EnergyNorth Propane made a delivery to my tank this morning. My tank was already 70% full. I have not been using my furnace for heating this winter, not once. I've relied on 2 space heaters, so I have essentially converted to 100% electric heat which is a lot cheaper than using the propane furnace that came with the house.
The bill indicated 70 gallons of propane was delivered at $3.17 per gallon and also indicated the initial tank fill percentage was 70% and the final fill percentage was 80%. I knew something was wrong because my tank holds only 220 gallons and 70 gallons would be a 30% fill-up.
I inspected the regulator and found the tank fill percentage was 100%. I took pictures of this. Per my contract, they are supposed to fill the tank to a max of 80% to avoid leakage.
They've done this two months in a row. They know I have not used propane for the whole winter, so they're losing money on me.
Is this billing illegal?
Is filling a residential propane tank to 100% capacity a safety hazard and/or illegal?

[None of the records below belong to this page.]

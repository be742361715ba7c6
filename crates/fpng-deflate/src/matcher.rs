//! Hash chain match finder
//!
//! Every position is hashed on its first three bytes, `head` keeps the
//! most recent position per hash and `prev` links each position to the
//! previous one with the same hash, so walking a chain visits candidates
//! nearest first. The walk stops after `max_chain` candidates.
use alloc::vec;
use alloc::vec::Vec;

use crate::constants::{DEFLATE_MAX_MATCH_LEN, DEFLATE_MIN_MATCH_LEN, DEFLATE_WINDOW_SIZE};

const HASH_BITS: u32 = 15;
const HASH_SIZE: usize = 1 << HASH_BITS;
const WINDOW_MASK: usize = DEFLATE_WINDOW_SIZE - 1;
const NIL: usize = usize::MAX;

/// Matches at least this long end the chain walk early
const NICE_LENGTH: usize = 128;

pub(crate) struct HashChain
{
    head:      Vec<usize>,
    prev:      Vec<usize>,
    max_chain: usize
}

impl HashChain
{
    pub fn new(max_chain: usize) -> HashChain
    {
        HashChain {
            head:      vec![NIL; HASH_SIZE],
            prev:      vec![NIL; DEFLATE_WINDOW_SIZE],
            max_chain: max_chain.max(1)
        }
    }

    #[inline(always)]
    fn hash(data: &[u8], pos: usize) -> usize
    {
        let value = u32::from(data[pos])
            | (u32::from(data[pos + 1]) << 8)
            | (u32::from(data[pos + 2]) << 16);

        (value.wrapping_mul(0x9E37_79B1) >> (32 - HASH_BITS)) as usize
    }

    /// Record `pos` so later positions can match against it
    #[inline(always)]
    pub fn insert(&mut self, data: &[u8], pos: usize)
    {
        if pos + DEFLATE_MIN_MATCH_LEN > data.len()
        {
            return;
        }
        let hash = Self::hash(data, pos);

        self.prev[pos & WINDOW_MASK] = self.head[hash];
        self.head[hash] = pos;
    }

    /// Find the longest match for `pos`, returning `(length, distance)`
    ///
    /// Among equally long matches the nearest one wins.
    /// `pos` itself must not have been inserted yet.
    pub fn find(&self, data: &[u8], pos: usize) -> Option<(usize, usize)>
    {
        if pos + DEFLATE_MIN_MATCH_LEN > data.len()
        {
            return None;
        }
        let max_len = (data.len() - pos).min(DEFLATE_MAX_MATCH_LEN);

        let mut best_len = DEFLATE_MIN_MATCH_LEN - 1;
        let mut best_dist = 0;
        let mut candidate = self.head[Self::hash(data, pos)];
        let mut chain = self.max_chain;

        while candidate != NIL && chain > 0
        {
            let distance = pos - candidate;

            if distance > DEFLATE_WINDOW_SIZE
            {
                break;
            }
            // a candidate can only beat the current best if it agrees
            // on the byte just past it
            if data[candidate + best_len] == data[pos + best_len]
            {
                let length = match_length(data, candidate, pos, max_len);

                if length > best_len
                {
                    best_len = length;
                    best_dist = distance;

                    if length >= NICE_LENGTH || length == max_len
                    {
                        break;
                    }
                }
            }
            let next = self.prev[candidate & WINDOW_MASK];

            // slots are reused once the window slides, a link that does
            // not go backwards belongs to a newer position
            if next >= candidate
            {
                break;
            }
            candidate = next;
            chain -= 1;
        }

        if best_len >= DEFLATE_MIN_MATCH_LEN
        {
            return Some((best_len, best_dist));
        }
        None
    }
}

/// Number of equal bytes at `a` and `b`, capped at `max_len`
#[inline(always)]
fn match_length(data: &[u8], a: usize, b: usize, max_len: usize) -> usize
{
    let mut length = 0;

    while length + 8 <= max_len
    {
        let mut x = [0; 8];
        let mut y = [0; 8];
        x.copy_from_slice(&data[a + length..a + length + 8]);
        y.copy_from_slice(&data[b + length..b + length + 8]);

        let diff = u64::from_le_bytes(x) ^ u64::from_le_bytes(y);

        if diff != 0
        {
            return length + (diff.trailing_zeros() / 8) as usize;
        }
        length += 8;
    }
    while length < max_len && data[a + length] == data[b + length]
    {
        length += 1;
    }
    length
}

#[cfg(test)]
mod tests
{
    use super::{match_length, HashChain};

    fn find_after_inserting(data: &[u8], pos: usize, chain: usize) -> Option<(usize, usize)>
    {
        let mut matcher = HashChain::new(chain);
        for i in 0..pos
        {
            matcher.insert(data, i);
        }
        matcher.find(data, pos)
    }

    #[test]
    fn finds_repeated_pixel()
    {
        let data = [10, 20, 30, 10, 20, 30, 10, 20, 30, 7];
        assert_eq!(find_after_inserting(&data, 3, 8), Some((6, 3)));
    }

    #[test]
    fn nearest_match_wins_ties()
    {
        // "abc" occurs at 0 and 4, both give a 3 byte match at 8
        let data = *b"abcXabcYabcZ";
        assert_eq!(find_after_inserting(&data, 8, 8), Some((3, 4)));
    }

    #[test]
    fn longer_far_match_beats_short_near_one()
    {
        let data = *b"abcdefXabcYabcdef";
        assert_eq!(find_after_inserting(&data, 11, 8), Some((6, 11)));
    }

    #[test]
    fn no_match_near_the_end()
    {
        let data = [1, 2, 1, 2];
        assert_eq!(find_after_inserting(&data, 2, 8), None);
    }

    #[test]
    fn overlapping_run()
    {
        let data = [0_u8; 600];
        assert_eq!(find_after_inserting(&data, 1, 1), Some((258, 1)));
    }

    #[test]
    fn match_length_caps()
    {
        let data = [5_u8; 40];
        assert_eq!(match_length(&data, 0, 3, 20), 20);
        let data = *b"0123456789abcdefXY0123456789abcdefZY";
        assert_eq!(match_length(&data, 0, 18, 18), 16);
    }
}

It would appear to me that even a filling contract should not give the provider permission to try to add anything else to an already filled tank and thus would grant no permission to bill for it (unless there is an overall periodic fee or minimum filling charge). The contract only gives the provider the right to refill your tank if it is possible. Not the right to overfill the tank past recognized safety standards. In the meantime you are free to wild-cat fill the tank by any service you please at any time including immediately in advance of the contract visits. So depending on specifics, the contract may or may not mean much.
Tell my wife that. From Bombay where it is 90F year round. Regardless of where they're from, many older people could not tolerate 62 indoors. Britain has customarily had lower indoor temp settings but the elderly have always been a wreck, even before NHS. Here, with Obamacare in the implementation stage it's not a good idea to make yourself sick.
IE: everyone at work or school, lower the thermostat to 60 or 58 when you are out of the house and raise it when you come home.
Poor strategy if you have a heat pump/furnace combo. Unless the system includes an outside thermostat, the furnace is going to be used to bring the temp back up at great energy cost. If the temperature was allowed to stay at the higher level the heat pump could maintain it at lower cost. These scenarios have been extensively modeled by the DOE.
Whatever.
You mentioned the window in the door not me.